ACTIVITY: From the entries that follow, copy each line containing the word "identity".

DATA PROVIDED:
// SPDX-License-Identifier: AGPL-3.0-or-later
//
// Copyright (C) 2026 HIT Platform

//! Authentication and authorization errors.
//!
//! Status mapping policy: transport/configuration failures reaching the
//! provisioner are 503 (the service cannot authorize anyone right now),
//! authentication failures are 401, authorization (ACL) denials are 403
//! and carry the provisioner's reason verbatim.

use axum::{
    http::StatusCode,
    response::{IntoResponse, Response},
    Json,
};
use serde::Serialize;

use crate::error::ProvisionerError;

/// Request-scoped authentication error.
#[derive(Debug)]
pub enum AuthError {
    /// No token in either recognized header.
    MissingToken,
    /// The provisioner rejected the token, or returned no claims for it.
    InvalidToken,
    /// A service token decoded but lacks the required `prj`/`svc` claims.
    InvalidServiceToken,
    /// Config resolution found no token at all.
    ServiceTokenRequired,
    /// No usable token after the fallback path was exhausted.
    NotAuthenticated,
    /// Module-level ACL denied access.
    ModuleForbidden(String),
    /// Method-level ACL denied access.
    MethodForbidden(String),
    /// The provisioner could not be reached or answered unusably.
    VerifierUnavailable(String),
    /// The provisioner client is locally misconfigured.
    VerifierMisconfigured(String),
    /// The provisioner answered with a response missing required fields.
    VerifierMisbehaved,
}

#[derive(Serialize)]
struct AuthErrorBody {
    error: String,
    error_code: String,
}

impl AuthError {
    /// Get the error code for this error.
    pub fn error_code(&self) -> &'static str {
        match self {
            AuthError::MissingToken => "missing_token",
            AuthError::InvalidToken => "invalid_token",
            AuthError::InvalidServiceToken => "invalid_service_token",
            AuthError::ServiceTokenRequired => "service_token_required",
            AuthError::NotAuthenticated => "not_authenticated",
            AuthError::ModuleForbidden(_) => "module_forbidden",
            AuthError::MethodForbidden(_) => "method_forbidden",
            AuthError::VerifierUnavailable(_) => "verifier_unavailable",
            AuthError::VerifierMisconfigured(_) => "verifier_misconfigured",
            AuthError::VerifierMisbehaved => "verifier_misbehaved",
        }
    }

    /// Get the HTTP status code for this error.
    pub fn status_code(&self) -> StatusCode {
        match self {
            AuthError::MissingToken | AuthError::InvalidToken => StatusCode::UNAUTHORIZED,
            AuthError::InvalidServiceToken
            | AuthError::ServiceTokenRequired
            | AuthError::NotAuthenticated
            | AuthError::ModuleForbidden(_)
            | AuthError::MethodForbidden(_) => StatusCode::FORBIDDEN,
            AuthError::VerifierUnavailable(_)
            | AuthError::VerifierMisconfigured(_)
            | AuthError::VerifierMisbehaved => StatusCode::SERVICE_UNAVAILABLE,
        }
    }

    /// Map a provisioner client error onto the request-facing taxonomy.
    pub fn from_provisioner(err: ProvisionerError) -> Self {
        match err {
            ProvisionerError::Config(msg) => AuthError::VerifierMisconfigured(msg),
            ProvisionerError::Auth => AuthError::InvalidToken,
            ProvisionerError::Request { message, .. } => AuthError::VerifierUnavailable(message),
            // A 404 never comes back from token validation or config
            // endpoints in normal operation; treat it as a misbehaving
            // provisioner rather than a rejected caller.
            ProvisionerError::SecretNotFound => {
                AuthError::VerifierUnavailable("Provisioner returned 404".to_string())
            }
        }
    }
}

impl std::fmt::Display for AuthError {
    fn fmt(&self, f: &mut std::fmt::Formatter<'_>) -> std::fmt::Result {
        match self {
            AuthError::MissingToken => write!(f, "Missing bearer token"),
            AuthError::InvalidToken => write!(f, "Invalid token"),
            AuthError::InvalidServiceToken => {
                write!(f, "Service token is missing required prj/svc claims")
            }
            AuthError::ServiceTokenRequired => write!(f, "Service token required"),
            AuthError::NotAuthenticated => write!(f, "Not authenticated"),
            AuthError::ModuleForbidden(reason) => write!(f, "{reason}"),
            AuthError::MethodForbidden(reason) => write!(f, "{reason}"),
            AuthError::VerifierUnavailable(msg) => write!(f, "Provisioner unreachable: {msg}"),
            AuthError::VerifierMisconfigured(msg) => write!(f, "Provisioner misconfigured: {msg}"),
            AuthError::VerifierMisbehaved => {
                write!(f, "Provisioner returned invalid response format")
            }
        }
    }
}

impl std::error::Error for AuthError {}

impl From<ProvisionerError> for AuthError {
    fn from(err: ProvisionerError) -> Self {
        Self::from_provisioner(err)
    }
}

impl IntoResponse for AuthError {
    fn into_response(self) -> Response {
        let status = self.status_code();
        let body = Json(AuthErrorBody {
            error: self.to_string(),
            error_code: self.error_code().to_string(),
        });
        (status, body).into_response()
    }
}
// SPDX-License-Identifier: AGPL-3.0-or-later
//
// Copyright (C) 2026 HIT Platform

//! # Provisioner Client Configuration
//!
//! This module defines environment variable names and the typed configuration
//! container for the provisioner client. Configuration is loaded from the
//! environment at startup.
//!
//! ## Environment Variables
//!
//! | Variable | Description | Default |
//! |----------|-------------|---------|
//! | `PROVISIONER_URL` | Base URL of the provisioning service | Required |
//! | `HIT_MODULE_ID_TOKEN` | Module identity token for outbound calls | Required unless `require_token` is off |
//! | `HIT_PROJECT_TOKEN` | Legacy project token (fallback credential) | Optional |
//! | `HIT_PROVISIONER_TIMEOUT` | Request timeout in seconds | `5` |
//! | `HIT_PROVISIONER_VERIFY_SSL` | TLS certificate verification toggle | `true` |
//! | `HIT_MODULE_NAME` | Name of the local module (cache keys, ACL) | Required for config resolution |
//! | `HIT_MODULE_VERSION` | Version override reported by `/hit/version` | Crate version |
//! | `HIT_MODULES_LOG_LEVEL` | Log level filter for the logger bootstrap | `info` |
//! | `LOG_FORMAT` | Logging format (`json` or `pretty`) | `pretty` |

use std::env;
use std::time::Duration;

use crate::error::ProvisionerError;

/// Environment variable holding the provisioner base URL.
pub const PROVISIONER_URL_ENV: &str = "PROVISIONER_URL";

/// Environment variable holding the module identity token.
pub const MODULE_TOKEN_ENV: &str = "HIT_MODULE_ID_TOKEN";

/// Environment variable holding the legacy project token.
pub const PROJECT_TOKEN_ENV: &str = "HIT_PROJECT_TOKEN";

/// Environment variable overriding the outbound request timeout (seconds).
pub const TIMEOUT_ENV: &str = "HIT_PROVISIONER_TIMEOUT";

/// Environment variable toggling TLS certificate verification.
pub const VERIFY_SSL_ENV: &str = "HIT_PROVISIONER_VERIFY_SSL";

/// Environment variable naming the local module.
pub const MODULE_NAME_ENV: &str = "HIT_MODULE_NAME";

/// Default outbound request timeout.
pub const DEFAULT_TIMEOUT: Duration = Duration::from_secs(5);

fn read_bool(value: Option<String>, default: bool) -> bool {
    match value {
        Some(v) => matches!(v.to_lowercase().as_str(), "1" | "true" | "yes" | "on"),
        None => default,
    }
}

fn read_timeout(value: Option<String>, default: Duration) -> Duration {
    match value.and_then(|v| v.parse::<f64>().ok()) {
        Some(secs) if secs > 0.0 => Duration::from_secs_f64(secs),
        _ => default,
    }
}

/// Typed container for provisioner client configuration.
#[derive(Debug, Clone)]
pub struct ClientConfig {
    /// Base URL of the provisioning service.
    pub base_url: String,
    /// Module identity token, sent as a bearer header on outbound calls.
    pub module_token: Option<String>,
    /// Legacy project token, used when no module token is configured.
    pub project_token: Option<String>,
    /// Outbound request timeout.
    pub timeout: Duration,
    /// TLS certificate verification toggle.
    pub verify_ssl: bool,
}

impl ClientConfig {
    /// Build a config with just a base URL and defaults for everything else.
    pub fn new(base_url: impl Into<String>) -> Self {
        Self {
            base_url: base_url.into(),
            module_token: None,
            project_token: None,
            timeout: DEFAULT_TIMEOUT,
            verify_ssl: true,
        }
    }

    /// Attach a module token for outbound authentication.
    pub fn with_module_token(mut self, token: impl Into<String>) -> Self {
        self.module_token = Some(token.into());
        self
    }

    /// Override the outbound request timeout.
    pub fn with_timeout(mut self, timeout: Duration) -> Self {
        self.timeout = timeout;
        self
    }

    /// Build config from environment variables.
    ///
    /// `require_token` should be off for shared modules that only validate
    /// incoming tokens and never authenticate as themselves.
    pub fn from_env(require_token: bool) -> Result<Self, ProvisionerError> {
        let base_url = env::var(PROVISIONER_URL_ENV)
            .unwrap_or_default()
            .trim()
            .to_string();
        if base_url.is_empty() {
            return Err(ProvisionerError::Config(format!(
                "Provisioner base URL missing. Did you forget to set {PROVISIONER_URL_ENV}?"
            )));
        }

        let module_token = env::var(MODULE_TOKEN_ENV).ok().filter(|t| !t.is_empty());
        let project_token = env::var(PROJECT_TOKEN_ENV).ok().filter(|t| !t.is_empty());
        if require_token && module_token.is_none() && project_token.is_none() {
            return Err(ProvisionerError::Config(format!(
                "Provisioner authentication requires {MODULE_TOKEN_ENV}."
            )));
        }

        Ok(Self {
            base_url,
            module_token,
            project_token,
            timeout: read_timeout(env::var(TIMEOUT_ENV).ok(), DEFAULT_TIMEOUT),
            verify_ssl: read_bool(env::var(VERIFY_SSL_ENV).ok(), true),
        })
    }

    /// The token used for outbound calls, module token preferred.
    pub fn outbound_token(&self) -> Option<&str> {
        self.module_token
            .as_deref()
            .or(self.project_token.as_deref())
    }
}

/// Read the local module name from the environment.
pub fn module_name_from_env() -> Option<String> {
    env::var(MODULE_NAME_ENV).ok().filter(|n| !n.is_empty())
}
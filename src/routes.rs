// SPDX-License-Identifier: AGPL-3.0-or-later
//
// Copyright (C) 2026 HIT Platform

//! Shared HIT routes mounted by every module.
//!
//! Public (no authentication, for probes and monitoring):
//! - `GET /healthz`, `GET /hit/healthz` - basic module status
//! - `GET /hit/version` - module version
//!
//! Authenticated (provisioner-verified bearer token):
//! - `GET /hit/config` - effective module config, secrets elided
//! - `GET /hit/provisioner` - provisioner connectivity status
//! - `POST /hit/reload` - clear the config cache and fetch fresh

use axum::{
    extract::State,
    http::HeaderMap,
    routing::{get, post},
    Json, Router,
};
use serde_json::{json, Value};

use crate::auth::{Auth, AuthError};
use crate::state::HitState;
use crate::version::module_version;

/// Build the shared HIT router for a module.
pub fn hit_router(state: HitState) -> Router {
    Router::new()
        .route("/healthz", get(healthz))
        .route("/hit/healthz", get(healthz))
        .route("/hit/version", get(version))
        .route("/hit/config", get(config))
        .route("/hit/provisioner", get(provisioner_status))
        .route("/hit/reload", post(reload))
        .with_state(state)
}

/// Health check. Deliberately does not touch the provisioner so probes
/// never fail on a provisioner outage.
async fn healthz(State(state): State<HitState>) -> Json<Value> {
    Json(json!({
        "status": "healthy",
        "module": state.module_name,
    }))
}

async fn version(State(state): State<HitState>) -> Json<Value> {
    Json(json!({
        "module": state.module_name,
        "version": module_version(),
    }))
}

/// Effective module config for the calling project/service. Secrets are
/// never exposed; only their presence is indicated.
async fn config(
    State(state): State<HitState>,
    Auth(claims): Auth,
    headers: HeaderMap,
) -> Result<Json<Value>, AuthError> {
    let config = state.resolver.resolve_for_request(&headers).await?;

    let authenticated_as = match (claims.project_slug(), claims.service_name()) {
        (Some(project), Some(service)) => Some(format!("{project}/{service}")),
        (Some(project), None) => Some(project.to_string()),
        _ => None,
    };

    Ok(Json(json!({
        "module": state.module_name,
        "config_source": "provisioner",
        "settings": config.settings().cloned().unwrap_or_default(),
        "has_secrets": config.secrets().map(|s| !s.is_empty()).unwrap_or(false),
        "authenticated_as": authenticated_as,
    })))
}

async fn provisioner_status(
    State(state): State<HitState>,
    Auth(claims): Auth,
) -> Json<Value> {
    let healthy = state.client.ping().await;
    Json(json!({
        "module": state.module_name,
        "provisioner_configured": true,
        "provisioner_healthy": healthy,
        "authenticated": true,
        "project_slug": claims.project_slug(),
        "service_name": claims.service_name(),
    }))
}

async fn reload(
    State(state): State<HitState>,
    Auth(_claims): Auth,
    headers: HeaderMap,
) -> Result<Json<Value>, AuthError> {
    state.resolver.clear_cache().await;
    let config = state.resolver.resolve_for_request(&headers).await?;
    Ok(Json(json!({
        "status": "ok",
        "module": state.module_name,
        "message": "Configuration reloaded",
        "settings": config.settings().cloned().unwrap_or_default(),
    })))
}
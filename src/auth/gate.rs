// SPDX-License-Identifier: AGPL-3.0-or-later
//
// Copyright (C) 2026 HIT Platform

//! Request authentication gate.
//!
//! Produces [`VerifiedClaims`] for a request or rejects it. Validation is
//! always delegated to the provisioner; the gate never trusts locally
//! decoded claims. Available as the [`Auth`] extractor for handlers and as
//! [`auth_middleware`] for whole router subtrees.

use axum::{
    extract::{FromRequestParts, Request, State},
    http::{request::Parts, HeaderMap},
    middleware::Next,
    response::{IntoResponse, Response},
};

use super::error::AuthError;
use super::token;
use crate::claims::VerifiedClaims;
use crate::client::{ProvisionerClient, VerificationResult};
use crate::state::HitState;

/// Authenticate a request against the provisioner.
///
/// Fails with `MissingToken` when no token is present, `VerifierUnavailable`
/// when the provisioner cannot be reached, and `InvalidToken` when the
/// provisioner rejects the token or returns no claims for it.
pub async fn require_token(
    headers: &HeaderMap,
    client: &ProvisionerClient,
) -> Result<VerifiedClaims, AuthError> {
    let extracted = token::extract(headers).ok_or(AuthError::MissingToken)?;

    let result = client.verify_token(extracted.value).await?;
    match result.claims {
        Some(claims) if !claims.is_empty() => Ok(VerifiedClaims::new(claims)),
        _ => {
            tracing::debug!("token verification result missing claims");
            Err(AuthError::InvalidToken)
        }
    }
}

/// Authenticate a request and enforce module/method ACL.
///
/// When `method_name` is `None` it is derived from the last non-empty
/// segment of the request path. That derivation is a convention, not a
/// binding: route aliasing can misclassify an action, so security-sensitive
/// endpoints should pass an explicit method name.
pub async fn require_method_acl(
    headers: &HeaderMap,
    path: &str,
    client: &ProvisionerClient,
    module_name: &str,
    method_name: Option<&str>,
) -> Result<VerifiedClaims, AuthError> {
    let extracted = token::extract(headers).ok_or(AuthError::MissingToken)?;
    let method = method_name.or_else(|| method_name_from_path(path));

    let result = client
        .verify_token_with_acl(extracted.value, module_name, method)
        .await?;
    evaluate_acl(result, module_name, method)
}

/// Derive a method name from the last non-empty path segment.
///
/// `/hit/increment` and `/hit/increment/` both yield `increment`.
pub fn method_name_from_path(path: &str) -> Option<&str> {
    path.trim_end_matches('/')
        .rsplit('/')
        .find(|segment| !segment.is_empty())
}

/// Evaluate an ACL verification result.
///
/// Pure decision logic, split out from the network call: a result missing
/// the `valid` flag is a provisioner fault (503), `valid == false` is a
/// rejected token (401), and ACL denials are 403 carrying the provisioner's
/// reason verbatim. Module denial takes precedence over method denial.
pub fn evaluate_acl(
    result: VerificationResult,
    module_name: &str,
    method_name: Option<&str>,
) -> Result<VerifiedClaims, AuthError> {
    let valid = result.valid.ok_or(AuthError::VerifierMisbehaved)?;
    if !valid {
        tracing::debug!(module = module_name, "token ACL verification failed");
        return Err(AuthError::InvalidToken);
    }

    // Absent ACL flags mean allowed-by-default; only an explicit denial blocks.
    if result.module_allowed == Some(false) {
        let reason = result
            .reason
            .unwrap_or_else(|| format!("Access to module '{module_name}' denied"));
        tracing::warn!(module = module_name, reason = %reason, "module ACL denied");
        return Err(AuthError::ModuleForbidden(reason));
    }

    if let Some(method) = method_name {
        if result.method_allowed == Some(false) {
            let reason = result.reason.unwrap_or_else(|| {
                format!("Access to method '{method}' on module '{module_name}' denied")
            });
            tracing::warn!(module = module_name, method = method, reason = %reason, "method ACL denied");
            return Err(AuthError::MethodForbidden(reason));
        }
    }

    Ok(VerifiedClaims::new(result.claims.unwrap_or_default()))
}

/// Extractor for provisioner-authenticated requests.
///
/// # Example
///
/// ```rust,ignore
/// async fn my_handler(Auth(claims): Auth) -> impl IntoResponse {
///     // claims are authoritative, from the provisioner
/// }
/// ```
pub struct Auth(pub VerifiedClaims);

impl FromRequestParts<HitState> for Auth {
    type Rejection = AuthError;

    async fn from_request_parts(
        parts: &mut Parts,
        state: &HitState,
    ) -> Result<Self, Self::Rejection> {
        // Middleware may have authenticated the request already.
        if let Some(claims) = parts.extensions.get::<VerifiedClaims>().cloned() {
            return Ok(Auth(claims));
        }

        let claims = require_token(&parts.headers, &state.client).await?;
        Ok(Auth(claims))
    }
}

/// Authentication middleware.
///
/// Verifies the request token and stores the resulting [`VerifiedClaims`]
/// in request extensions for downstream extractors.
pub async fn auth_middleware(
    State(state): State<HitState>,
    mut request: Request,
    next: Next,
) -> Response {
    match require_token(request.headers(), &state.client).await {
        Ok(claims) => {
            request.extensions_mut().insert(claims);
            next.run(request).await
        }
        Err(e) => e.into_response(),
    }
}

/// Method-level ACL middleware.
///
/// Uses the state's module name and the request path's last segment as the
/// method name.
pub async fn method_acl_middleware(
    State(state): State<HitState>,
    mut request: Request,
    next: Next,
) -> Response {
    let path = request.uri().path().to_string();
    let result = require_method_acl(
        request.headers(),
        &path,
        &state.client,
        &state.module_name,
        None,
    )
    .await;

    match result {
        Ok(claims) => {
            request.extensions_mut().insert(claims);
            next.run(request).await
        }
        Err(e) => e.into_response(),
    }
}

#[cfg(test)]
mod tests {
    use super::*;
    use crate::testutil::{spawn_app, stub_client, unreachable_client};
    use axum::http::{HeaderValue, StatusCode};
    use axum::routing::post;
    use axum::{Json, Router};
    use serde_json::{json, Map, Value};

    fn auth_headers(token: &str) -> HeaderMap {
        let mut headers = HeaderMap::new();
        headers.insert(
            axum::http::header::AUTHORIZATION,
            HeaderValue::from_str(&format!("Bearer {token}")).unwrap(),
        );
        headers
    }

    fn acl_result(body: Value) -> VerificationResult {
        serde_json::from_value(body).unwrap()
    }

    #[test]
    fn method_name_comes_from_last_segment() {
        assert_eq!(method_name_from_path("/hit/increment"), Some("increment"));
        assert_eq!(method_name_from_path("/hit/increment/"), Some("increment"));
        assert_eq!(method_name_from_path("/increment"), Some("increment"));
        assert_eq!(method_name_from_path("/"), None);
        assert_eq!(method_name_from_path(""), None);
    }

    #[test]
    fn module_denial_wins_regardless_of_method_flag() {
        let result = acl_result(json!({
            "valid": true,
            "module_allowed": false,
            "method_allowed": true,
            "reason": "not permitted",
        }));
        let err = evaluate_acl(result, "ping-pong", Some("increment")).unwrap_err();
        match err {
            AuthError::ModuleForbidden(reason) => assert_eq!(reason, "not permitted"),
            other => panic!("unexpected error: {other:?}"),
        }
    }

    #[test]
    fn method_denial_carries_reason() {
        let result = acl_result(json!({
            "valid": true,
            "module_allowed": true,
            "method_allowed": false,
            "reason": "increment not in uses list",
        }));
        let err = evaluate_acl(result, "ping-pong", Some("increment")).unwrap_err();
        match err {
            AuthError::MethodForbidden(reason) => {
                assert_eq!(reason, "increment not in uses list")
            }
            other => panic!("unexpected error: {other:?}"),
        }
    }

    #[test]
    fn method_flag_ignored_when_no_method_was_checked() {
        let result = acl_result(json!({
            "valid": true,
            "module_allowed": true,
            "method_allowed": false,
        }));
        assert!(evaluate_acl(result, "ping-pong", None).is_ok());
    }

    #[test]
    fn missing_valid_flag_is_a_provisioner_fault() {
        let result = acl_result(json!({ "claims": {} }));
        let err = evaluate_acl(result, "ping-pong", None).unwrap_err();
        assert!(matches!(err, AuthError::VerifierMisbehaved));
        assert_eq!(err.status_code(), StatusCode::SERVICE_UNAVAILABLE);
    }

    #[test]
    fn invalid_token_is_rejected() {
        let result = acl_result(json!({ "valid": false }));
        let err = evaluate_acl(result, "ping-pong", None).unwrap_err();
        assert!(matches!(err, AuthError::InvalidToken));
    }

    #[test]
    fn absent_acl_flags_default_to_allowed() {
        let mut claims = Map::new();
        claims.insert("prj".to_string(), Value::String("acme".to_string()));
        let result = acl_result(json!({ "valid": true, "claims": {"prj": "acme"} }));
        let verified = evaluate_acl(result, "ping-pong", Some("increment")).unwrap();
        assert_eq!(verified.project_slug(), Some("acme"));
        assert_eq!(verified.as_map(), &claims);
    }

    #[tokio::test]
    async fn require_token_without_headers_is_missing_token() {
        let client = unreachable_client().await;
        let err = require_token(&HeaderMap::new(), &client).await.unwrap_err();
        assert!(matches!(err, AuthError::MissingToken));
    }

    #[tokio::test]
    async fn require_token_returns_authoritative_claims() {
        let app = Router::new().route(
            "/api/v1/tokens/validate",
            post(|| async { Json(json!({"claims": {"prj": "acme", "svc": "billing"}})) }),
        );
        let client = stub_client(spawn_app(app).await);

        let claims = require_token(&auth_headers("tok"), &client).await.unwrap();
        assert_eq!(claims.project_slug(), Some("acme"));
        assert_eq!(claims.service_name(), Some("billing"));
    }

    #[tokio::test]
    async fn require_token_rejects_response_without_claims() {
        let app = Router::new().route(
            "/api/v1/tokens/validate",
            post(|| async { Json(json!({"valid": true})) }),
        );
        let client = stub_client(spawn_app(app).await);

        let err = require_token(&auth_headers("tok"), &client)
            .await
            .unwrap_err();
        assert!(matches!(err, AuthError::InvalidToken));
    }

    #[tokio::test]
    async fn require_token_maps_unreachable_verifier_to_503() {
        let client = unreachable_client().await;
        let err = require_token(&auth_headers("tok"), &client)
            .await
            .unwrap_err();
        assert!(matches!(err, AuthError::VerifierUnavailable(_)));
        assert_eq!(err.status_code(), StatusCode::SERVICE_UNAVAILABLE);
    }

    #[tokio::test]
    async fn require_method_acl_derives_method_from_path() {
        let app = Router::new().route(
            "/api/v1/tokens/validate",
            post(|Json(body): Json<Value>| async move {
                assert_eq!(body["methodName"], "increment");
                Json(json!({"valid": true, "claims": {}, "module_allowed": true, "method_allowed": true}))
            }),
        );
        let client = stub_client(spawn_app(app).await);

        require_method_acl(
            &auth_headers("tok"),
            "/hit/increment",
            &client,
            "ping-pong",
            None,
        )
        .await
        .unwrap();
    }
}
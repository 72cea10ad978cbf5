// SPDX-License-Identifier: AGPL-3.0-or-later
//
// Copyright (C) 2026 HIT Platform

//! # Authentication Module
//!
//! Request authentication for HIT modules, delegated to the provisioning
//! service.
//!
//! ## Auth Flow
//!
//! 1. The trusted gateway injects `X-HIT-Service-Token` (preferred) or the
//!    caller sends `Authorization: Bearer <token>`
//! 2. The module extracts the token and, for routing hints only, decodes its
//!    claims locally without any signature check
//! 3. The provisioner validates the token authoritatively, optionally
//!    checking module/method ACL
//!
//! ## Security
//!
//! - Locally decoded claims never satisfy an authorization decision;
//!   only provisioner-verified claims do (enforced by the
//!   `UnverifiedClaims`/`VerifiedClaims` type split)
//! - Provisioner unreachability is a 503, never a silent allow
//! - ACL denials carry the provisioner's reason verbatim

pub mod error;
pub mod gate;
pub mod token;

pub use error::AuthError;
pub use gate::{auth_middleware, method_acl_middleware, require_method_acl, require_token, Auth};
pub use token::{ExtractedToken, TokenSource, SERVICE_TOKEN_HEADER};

OUTPUT:
//! | `HIT_MODULE_ID_TOKEN` | Module identity token for outbound calls | Required unless `require_token` is off |
/// Environment variable holding the module identity token.
    /// Module identity token, sent as a bearer header on outbound calls.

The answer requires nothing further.